Events

[Fall 2023] Viewing Collaborative Editing Through a Databases Lens (Martin Kleppmann) CANCELLED

Event Date: Tuesday September 19, 2023
Event Time: 02:00pm EDT
Location: NSH 3305
Speaker: Martin Kleppmann [INFO]

Title: Viewing Collaborative Editing Through A Databases Lens

This event has been cancelled.

Software that allows several users to collaboratively edit a document, such as Google Docs, has traditionally been ignored by the databases community. This is surprising, because managing the edits to a text document, spreadsheet, vector graphics file, etc. is very much a data management problem, albeit with a data model that is very different from that supported by most databases. Collaboration software needs replication, concurrency control, and data layouts for efficient storage and retrieval.

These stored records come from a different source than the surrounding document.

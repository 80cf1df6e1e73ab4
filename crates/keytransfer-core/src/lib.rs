//! KeyTransfer Core - device-to-device OpenPGP key-ring transfer
//!
//! Pairs two devices on the same network through a scanned descriptor or a
//! compared phrase, then moves exactly one key ring over an encrypted channel.

pub mod channel;
pub mod config;
pub mod descriptor;
pub mod error;
pub mod event;
pub mod handshake;
pub mod manager;
pub mod phrase;
pub mod psk;
pub mod session;

// Re-export commonly used types
pub use config::TransferConfig;
pub use descriptor::PairingDescriptor;
pub use error::{NetworkError, ProtocolError, TransferError};
pub use event::{
    ChannelObserver, CloseReason, FailureReason, Role, SessionEvent, SessionId, SessionState,
    TransferDirection, TransferObserver,
};
pub use manager::SessionManager;
pub use phrase::{derive_phrase, ComparisonPhrase};
pub use psk::{PresharedKey, PresharedKeySource};
pub use session::TransferSession;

In our work on Automerge, a CRDT library for building collaborative software, we have been taking concepts from databases and applying them to the domain of collaborative editing. In this talk I will show how column-oriented data formats, multi-version concurrency control, log-structured storage, and other ideas from databases can be used to make collaboration software better.

Bio:
Martin Kleppmann is a researcher in distributed systems, currently at the Technical University of Munich; in January 2024 he will become an Associate Professor at the University of Cambridge. He works with the Ink & Switch research lab on local-first collaboration software, and advises the decentralised social network Bluesky. In a previous life he was a Silicon Valley software engineer and entrepreneur, cofounding and selling two startups and working on large-scale data infrastructure at LinkedIn. He is the author of the best-selling O’Reilly book Designing Data-Intensive Applications.